Original stones from the lost cottage of a Georgian quilter have been laid by community volunteers in a recreation of the building at Beamish Museum.
Joseph Hedley, known as “Joe the Quilter”, was murdered nearly 200 years ago and his home, which stood in Warden, near Hexham, Northumberland, will be replicated at the museum as part of the £18million Remaking Beamish project.
An archaeological dig by Beamish staff and community volunteers uncovered the remains of Joe’s original cottage, including the base of walls, flagstone floor, pottery, buttons and a coin.
Volunteers from Warden, who have helped with the project, came to Beamish to lay the first original stones, which will form part of the recreated building in the museum’s 1820s landscape. They have been involved in the excavation, gathering heather for the roof, moving stone and thatching.
Philip Straker, who owns the land where the cottage once stood, laid the first original stone, along with Beamish’s Deputy Director Rhiannon Hiles.
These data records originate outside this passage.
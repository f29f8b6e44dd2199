//! Repository trait for ownership graph persistence
//!
//! Every write is an idempotent upsert keyed by organization number (for
//! entities) or by ordered pair (for edges), so concurrent ingestion runs
//! converge instead of overwriting each other.

use async_trait::async_trait;
use serde::Serialize;

use crate::error::Result;

use super::entity::{Entity, EntityRole, PortfolioItem};
use super::identifier::OrgNumber;
use super::relationship::OwnershipEdge;

/// Deepest network expansion the store will run
pub const MAX_NETWORK_DEPTH: u32 = 5;

/// Largest number of nodes a network query returns
pub const MAX_NETWORK_NODES: u32 = 100;

/// Repository trait for ownership graph persistence
#[async_trait]
pub trait OwnershipGraphRepository: Send + Sync {
    // ========== Entity Operations ==========

    /// Get an entity by organization number
    async fn get_entity(&self, id: &OrgNumber) -> Result<Option<Entity>>;

    /// Insert an entity, or merge it into the stored record
    ///
    /// Attributes follow the merge law, role markers are only ever added,
    /// and the display name is taken from `entity`. The cached portfolio is
    /// not written here; see [`Self::sync_portfolio`].
    async fn upsert_entity(&self, entity: &Entity) -> Result<()>;

    /// Add the fund marker. Returns `false` when the entity already was a
    /// fund or does not exist.
    async fn promote_to_fund(&self, id: &OrgNumber) -> Result<bool>;

    /// Look up an entity by name using one matching strategy
    async fn find_entity_by_name(
        &self,
        query: &NameQuery,
        strategy: MatchStrategy,
    ) -> Result<Option<Entity>>;

    /// List entities carrying a role marker; every fund is also a company
    async fn list_entities(&self, role: Option<EntityRole>) -> Result<Vec<Entity>>;

    // ========== Edge Operations ==========

    /// Insert an edge, or update the properties of the existing one
    ///
    /// A missing share percentage keeps the stored one.
    async fn upsert_edge(&self, edge: &OwnershipEdge) -> Result<()>;

    /// Get the edge for an ordered pair
    async fn get_edge(&self, owner_id: &OrgNumber, target_id: &OrgNumber)
    -> Result<Option<OwnershipEdge>>;

    /// List every edge
    async fn list_edges(&self) -> Result<Vec<OwnershipEdge>>;

    /// Entities owning `id`, with the connecting edge
    async fn list_owners(&self, id: &OrgNumber) -> Result<Vec<Holding>>;

    /// Entities owned by `id`, with the connecting edge
    async fn list_holdings(&self, id: &OrgNumber) -> Result<Vec<Holding>>;

    /// Rebuild the cached portfolio of `id` from its outgoing edges
    async fn sync_portfolio(&self, id: &OrgNumber) -> Result<Vec<PortfolioItem>>;

    // ========== Graph Traversal ==========

    /// Entities within `depth` hops of `id`, following edges both ways
    ///
    /// Depth is clamped to `1..=MAX_NETWORK_DEPTH`.
    async fn network(&self, id: &OrgNumber, depth: u32) -> Result<OwnershipNetwork>;

    // ========== Statistics ==========

    async fn stats(&self) -> Result<OwnershipGraphStats>;
}

/// A name prepared for matching
#[derive(Debug, Clone, PartialEq, Eq)]
pub struct NameQuery {
    /// Trimmed, upper-cased name
    pub normalized: String,
    /// `normalized` without a legal-form suffix
    pub stripped: String,
}

/// One step of the name resolution cascade
#[derive(Debug, Clone, Copy, PartialEq, Eq, Serialize)]
#[serde(rename_all = "snake_case")]
pub enum MatchStrategy {
    /// Normalized name equals the stored normalized name
    ExactName,
    /// Suffix-stripped names are equal
    ExactStrippedName,
    /// Normalized name equals a stored alias
    ExactAlias,
    /// One name contains the other
    NameContains,
    /// One name contains an alias or the reverse
    AliasContains,
}

impl MatchStrategy {
    /// Cascade order: precise first, permissive last
    pub const CASCADE: [MatchStrategy; 5] = [
        Self::ExactName,
        Self::ExactStrippedName,
        Self::ExactAlias,
        Self::NameContains,
        Self::AliasContains,
    ];

    pub fn as_str(&self) -> &'static str {
        match self {
            Self::ExactName => "exact_name",
            Self::ExactStrippedName => "exact_stripped_name",
            Self::ExactAlias => "exact_alias",
            Self::NameContains => "name_contains",
            Self::AliasContains => "alias_contains",
        }
    }
}

/// An entity together with the edge connecting it to the queried entity
#[derive(Debug, Clone)]
pub struct Holding {
    pub entity: Entity,
    pub edge: OwnershipEdge,
}

/// A node of a network query result
#[derive(Debug, Clone, Serialize)]
pub struct NetworkNode {
    pub entity_id: OrgNumber,
    pub name: String,
    pub role: EntityRole,
    /// Hops from the queried entity
    pub distance: u32,
}

/// Neighbourhood of an entity in the ownership graph
#[derive(Debug, Clone, Default, Serialize)]
pub struct OwnershipNetwork {
    pub nodes: Vec<NetworkNode>,
    /// Edges whose endpoints are both in `nodes`
    pub edges: Vec<OwnershipEdge>,
}

/// Statistics about the ownership graph
#[derive(Debug, Clone, Default, Serialize)]
pub struct OwnershipGraphStats {
    pub total_entities: u64,
    pub total_funds: u64,
    pub total_edges: u64,
    /// Edges carrying a share percentage
    pub edges_with_share: u64,
}

#[cfg(test)]
mod tests {
    use super::*;

    #[test]
    fn test_cascade_order() {
        assert_eq!(MatchStrategy::CASCADE[0], MatchStrategy::ExactName);
        assert_eq!(MatchStrategy::CASCADE[1], MatchStrategy::ExactStrippedName);
        assert_eq!(MatchStrategy::CASCADE[4], MatchStrategy::AliasContains);
    }

    #[test]
    fn test_strategy_names() {
        assert_eq!(MatchStrategy::ExactAlias.as_str(), "exact_alias");
        assert_eq!(
            serde_json::to_string(&MatchStrategy::NameContains).unwrap(),
            "\"name_contains\""
        );
    }
}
Rhiannon said: “It’s really exciting to be starting Joe the Quilter’s cottage and the whole Remaking Beamish project. It was a real honour to be laying the first stones with the community who have been working on this with us.”
Philip said it felt “amazing” to be laying the first original stones in the cottage. He said: “It’s a great honour to be here. I feel very privileged to be part of it. Beamish is a great organisation.”
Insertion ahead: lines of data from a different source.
//! Binary Hopfield network
//!
//! [`HopfieldNet`] holds a fixed number of binary nodes, a symmetric
//! zero-diagonal weight matrix and one bias per node, and computes the two
//! quantities the Hopfield update rule is built on:
//!
//! - the energy gap of a node, `b_i + Σ_{j≠i} w_ij s_j`
//! - the total energy, `E = -Σ_{i<j} w_ij s_i s_j - Σ_i b_i s_i`
//!
//! Choosing which node to flip and iterating to a fixed point is left to
//! the caller.

mod energy;

use serde::{Deserialize, Serialize};
use tracing::{debug, trace};

use crate::config::{BiasConfig, EdgeConfig, NetworkConfig};
use crate::error::{check_index, HopfieldError};
use crate::nodes::NodeStates;
use crate::numeric::Weight;
use crate::weights::SymmetricWeights;
use crate::Result;

/// Largest node count a network accepts.
///
/// At this size the packed weight matrix holds about 134 million cells.
pub const MAX_NODES: usize = 1 << 14;

/// Binary Hopfield network with symmetric weights and per-node bias.
///
/// # Examples
///
/// ```rust
/// use hopfield_net::HopfieldNet;
///
/// let mut net = HopfieldNet::<i32>::new(3);
/// net.set_weight(0, 1, 3).unwrap();
/// net.set_weight(0, 2, -1).unwrap();
/// net.nodes_mut()[1] = true;
///
/// assert_eq!(net.get_weight(1, 0).unwrap(), 3);
/// assert_eq!(net.get_node_energy_gap(0).unwrap(), 3);
/// assert_eq!(net.get_total_energy(), 0);
/// ```
#[derive(Debug, Clone, PartialEq, Serialize, Deserialize)]
#[serde(
    try_from = "NetworkConfig<T>",
    into = "NetworkConfig<T>",
    bound(
        serialize = "T: Weight + Serialize",
        deserialize = "T: Weight + Deserialize<'de>"
    )
)]
pub struct HopfieldNet<T: Weight = f64> {
    nodes: NodeStates,
    weights: SymmetricWeights<T>,
    biases: Vec<T>,
}

impl<T: Weight> HopfieldNet<T> {
    /// Create a network of `num_nodes` inactive, unconnected, unbiased nodes.
    ///
    /// # Panics
    ///
    /// Panics if `num_nodes` is zero or exceeds [`MAX_NODES`]. Use
    /// [`try_new`](Self::try_new) for a fallible variant.
    pub fn new(num_nodes: usize) -> Self {
        assert!(num_nodes > 0, "Network must have at least one node");
        match Self::zeroed(num_nodes) {
            Ok(net) => net,
            Err(err) => panic!("{}", err),
        }
    }

    /// Fallible counterpart of [`new`](Self::new).
    ///
    /// # Errors
    ///
    /// Returns [`HopfieldError::EmptyNetwork`] if `num_nodes` is zero and
    /// [`HopfieldError::TooLarge`] if it exceeds [`MAX_NODES`] or the
    /// storage cannot be allocated.
    pub fn try_new(num_nodes: usize) -> Result<Self> {
        if num_nodes == 0 {
            return Err(HopfieldError::EmptyNetwork);
        }
        Self::zeroed(num_nodes)
    }

    fn zeroed(num_nodes: usize) -> Result<Self> {
        if num_nodes > MAX_NODES {
            return Err(HopfieldError::TooLarge { num_nodes });
        }
        let mut biases = Vec::new();
        biases
            .try_reserve_exact(num_nodes)
            .map_err(|_| HopfieldError::TooLarge { num_nodes })?;
        biases.resize(num_nodes, T::zero());

        Ok(Self {
            nodes: NodeStates::try_new(num_nodes)?,
            weights: SymmetricWeights::try_new(num_nodes)?,
            biases,
        })
    }

    /// Build a network from a declarative description.
    ///
    /// The whole description is validated before anything is built: every
    /// edge and bias index must be in range, no edge may be a self-loop and
    /// the initial state, when given, must have exactly `num_nodes` entries.
    /// A pair listed twice keeps the last weight.
    pub fn from_config(config: &NetworkConfig<T>) -> Result<Self> {
        let n = config.num_nodes;
        if n == 0 {
            return Err(HopfieldError::EmptyNetwork);
        }
        if n > MAX_NODES {
            return Err(HopfieldError::TooLarge { num_nodes: n });
        }
        for edge in &config.weights {
            check_index(edge.from, n)?;
            check_index(edge.to, n)?;
            if edge.from == edge.to {
                return Err(HopfieldError::SelfConnection(edge.from));
            }
        }
        for bias in &config.biases {
            check_index(bias.node, n)?;
        }
        if let Some(nodes) = &config.nodes {
            if nodes.len() != n {
                return Err(HopfieldError::LengthMismatch {
                    expected: n,
                    actual: nodes.len(),
                });
            }
        }

        let mut net = Self::zeroed(n)?;
        for edge in &config.weights {
            net.weights.set(edge.from, edge.to, edge.weight)?;
        }
        for bias in &config.biases {
            net.biases[bias.node] = bias.bias;
        }
        if let Some(nodes) = &config.nodes {
            net.nodes.replace(nodes)?;
        }

        debug!(
            num_nodes = n,
            edges = config.weights.len(),
            biases = config.biases.len(),
            "built network from config"
        );
        Ok(net)
    }

    /// Describe this network, listing only non-zero weights and biases.
    pub fn to_config(&self) -> NetworkConfig<T> {
        NetworkConfig {
            num_nodes: self.num_nodes(),
            weights: self
                .weights
                .edges()
                .map(|(from, to, weight)| EdgeConfig { from, to, weight })
                .collect(),
            biases: self
                .biases
                .iter()
                .enumerate()
                .filter(|(_, b)| !b.is_zero())
                .map(|(node, &bias)| BiasConfig { node, bias })
                .collect(),
            nodes: Some(self.nodes.as_slice().to_vec()),
        }
    }

    /// Number of nodes.
    #[inline]
    pub fn num_nodes(&self) -> usize {
        self.nodes.len()
    }

    /// Set the weight of the undirected connection between `i` and `j`.
    ///
    /// `get_weight(i, j)` and `get_weight(j, i)` both return `weight`
    /// afterwards.
    ///
    /// # Arguments
    ///
    /// * `i`, `j` - Distinct node indices, in either order
    /// * `weight` - Connection strength
    ///
    /// # Errors
    ///
    /// [`HopfieldError::IndexOutOfRange`] if either index is out of range,
    /// [`HopfieldError::SelfConnection`] if `i == j`.
    ///
    /// # Examples
    ///
    /// ```rust
    /// use hopfield_net::{HopfieldError, HopfieldNet};
    ///
    /// let mut net = HopfieldNet::<i32>::new(2);
    /// net.set_weight(1, 0, 4).unwrap();
    /// assert_eq!(net.get_weight(0, 1).unwrap(), 4);
    ///
    /// assert_eq!(net.set_weight(1, 1, 4), Err(HopfieldError::SelfConnection(1)));
    /// ```
    pub fn set_weight(&mut self, i: usize, j: usize, weight: T) -> Result<()> {
        self.weights.set(i, j, weight)?;
        trace!(i, j, ?weight, "set_weight");
        Ok(())
    }

    /// Weight between `i` and `j`; zero if never set or if `i == j`.
    pub fn get_weight(&self, i: usize, j: usize) -> Result<T> {
        self.weights.get(i, j)
    }

    /// Set the bias of node `i`.
    pub fn set_node_bias(&mut self, i: usize, bias: T) -> Result<()> {
        check_index(i, self.num_nodes())?;
        self.biases[i] = bias;
        trace!(node = i, ?bias, "set_node_bias");
        Ok(())
    }

    /// Bias of node `i`.
    pub fn get_node_bias(&self, i: usize) -> Result<T> {
        check_index(i, self.num_nodes())?;
        Ok(self.biases[i])
    }

    /// All biases in node order.
    pub fn biases(&self) -> &[T] {
        &self.biases
    }

    /// The weight matrix.
    pub fn weights(&self) -> &SymmetricWeights<T> {
        &self.weights
    }

    /// Iterate `(i, j, w)` with `i < j` over every non-zero connection.
    pub fn edges(&self) -> impl Iterator<Item = (usize, usize, T)> + '_ {
        self.weights.edges()
    }

    /// Current node states.
    pub fn nodes(&self) -> &NodeStates {
        &self.nodes
    }

    /// Mutable access to individual node states.
    pub fn nodes_mut(&mut self) -> &mut NodeStates {
        &mut self.nodes
    }

    /// Replace every node state at once.
    ///
    /// # Arguments
    ///
    /// * `values` - New state for every node, in index order
    ///
    /// # Errors
    ///
    /// Returns [`HopfieldError::LengthMismatch`] if `values` does not have
    /// exactly [`num_nodes`](Self::num_nodes) entries. The current state is
    /// left untouched in that case.
    ///
    /// # Examples
    ///
    /// ```rust
    /// use hopfield_net::HopfieldNet;
    ///
    /// let mut net = HopfieldNet::<f64>::new(3);
    /// net.set_nodes(&[true, false, true]).unwrap();
    /// assert_eq!(net.nodes().count_active(), 2);
    ///
    /// assert!(net.set_nodes(&[false]).is_err());
    /// assert_eq!(net.nodes().as_slice(), &[true, false, true]);
    /// ```
    pub fn set_nodes(&mut self, values: &[bool]) -> Result<()> {
        self.nodes.replace(values)?;
        debug!(active = self.nodes.count_active(), "set_nodes");
        Ok(())
    }

    /// Indices of the nodes that are currently on.
    pub fn active_nodes(&self) -> impl Iterator<Item = usize> + '_ {
        self.nodes
            .iter()
            .enumerate()
            .filter_map(|(i, s)| s.then_some(i))
    }
}

impl<T: Weight> TryFrom<NetworkConfig<T>> for HopfieldNet<T> {
    type Error = HopfieldError;

    fn try_from(config: NetworkConfig<T>) -> Result<Self> {
        Self::from_config(&config)
    }
}

impl<T: Weight> From<HopfieldNet<T>> for NetworkConfig<T> {
    fn from(net: HopfieldNet<T>) -> Self {
        net.to_config()
    }
}
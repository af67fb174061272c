//! Declarative network description.
//!
//! A [`NetworkConfig`] lists the node count, the non-zero edges, any
//! non-zero biases and optionally an initial state. It is the serde form of
//! [`HopfieldNet`](crate::HopfieldNet): serializing a network produces one,
//! and deserializing goes through [`HopfieldNet::from_config`] so a
//! malformed document is rejected instead of producing a broken network.
//!
//! ```json
//! {
//!   "num_nodes": 3,
//!   "weights": [{ "from": 0, "to": 1, "weight": 3.0 }],
//!   "biases": [{ "node": 2, "bias": -1.0 }],
//!   "nodes": [false, true, false]
//! }
//! ```
//!
//! [`HopfieldNet::from_config`]: crate::HopfieldNet::from_config

use serde::de::DeserializeOwned;
use serde::{Deserialize, Serialize};

use crate::error::HopfieldError;

/// One undirected connection.
#[derive(Debug, Clone, Copy, PartialEq, Serialize, Deserialize)]
pub struct EdgeConfig<T> {
    /// First endpoint.
    pub from: usize,
    /// Second endpoint.
    pub to: usize,
    /// Connection strength.
    pub weight: T,
}

/// Bias of a single node.
#[derive(Debug, Clone, Copy, PartialEq, Serialize, Deserialize)]
pub struct BiasConfig<T> {
    /// Node index.
    pub node: usize,
    /// Bias value.
    pub bias: T,
}

/// Serializable description of a whole network.
#[derive(Debug, Clone, PartialEq, Serialize, Deserialize)]
pub struct NetworkConfig<T> {
    /// Number of nodes.
    pub num_nodes: usize,

    /// Edges with a non-zero weight. Unlisted pairs are zero.
    #[serde(default = "Vec::new")]
    pub weights: Vec<EdgeConfig<T>>,

    /// Nodes with a non-zero bias. Unlisted nodes are zero.
    #[serde(default = "Vec::new")]
    pub biases: Vec<BiasConfig<T>>,

    /// Initial node states; all `false` when absent.
    #[serde(default, skip_serializing_if = "Option::is_none")]
    pub nodes: Option<Vec<bool>>,
}

impl<T> NetworkConfig<T> {
    /// Empty description for `num_nodes` nodes.
    pub fn new(num_nodes: usize) -> Self {
        Self {
            num_nodes,
            weights: Vec::new(),
            biases: Vec::new(),
            nodes: None,
        }
    }

    /// Add an edge.
    pub fn with_weight(mut self, from: usize, to: usize, weight: T) -> Self {
        self.weights.push(EdgeConfig { from, to, weight });
        self
    }

    /// Add a node bias.
    pub fn with_bias(mut self, node: usize, bias: T) -> Self {
        self.biases.push(BiasConfig { node, bias });
        self
    }

    /// Set the initial node states.
    pub fn with_nodes(mut self, nodes: Vec<bool>) -> Self {
        self.nodes = Some(nodes);
        self
    }
}

impl<T: DeserializeOwned> NetworkConfig<T> {
    /// Parse a JSON document.
    ///
    /// # Errors
    ///
    /// Returns [`HopfieldError::Config`] if the document is not valid JSON
    /// or does not match the expected shape. Structural checks (index
    /// ranges, state length) happen later in
    /// [`HopfieldNet::from_config`](crate::HopfieldNet::from_config).
    pub fn from_json(json: &str) -> Result<Self, HopfieldError> {
        Ok(serde_json::from_str(json)?)
    }
}

impl<T: Serialize> NetworkConfig<T> {
    /// Render as pretty-printed JSON.
    pub fn to_json(&self) -> Result<String, HopfieldError> {
        Ok(serde_json::to_string_pretty(self)?)
    }
}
Elderly widower Joe was killed in January 1826 in an unsolved crime that made national headlines and his humble home was demolished in 1872.
The cottage will be built by the museum’s Buildings Team with help from members of the community. Like the original, it will have a traditional heather-thatched roof. The heather has been sourced from near Rothbury, Northumberland, with Beamish staff and volunteers learning the traditional craft from a master thatcher.
Geraldine Straker, Remaking Beamish Community Participation Officer, said: “It’s great to be working with community members who are so enthusiastic about the project and want to be involved in such a hands-on way to record their heritage at the museum.
“It’s fantastic to be celebrating Joe’s life and work as a quilter and sharing his story.
“We’re looking forward to working with even more people from the community during this amazing project.”
Beamish has an original Joseph Hedley quilt in its collection and volunteers Aidan and Margaret Nichol and Linda Durant, have created a replica which will be used to help demonstrate Joe’s craft. The museum is working with the Quilters’ Guild as part of the project.
Thanks to the money raised by National Lottery players, the Remaking Beamish project has been awarded £10.9million by the Heritage Lottery Fund (HLF).
The project – the biggest in Beamish’s history – will also feature a 1950s Town, including a cinema, being moved from Sunderland; homes; shops; community centre; cafe; fish and chip shop and bowling green. Aged miners’ homes will provide a pioneering centre for older people, including those living with dementia.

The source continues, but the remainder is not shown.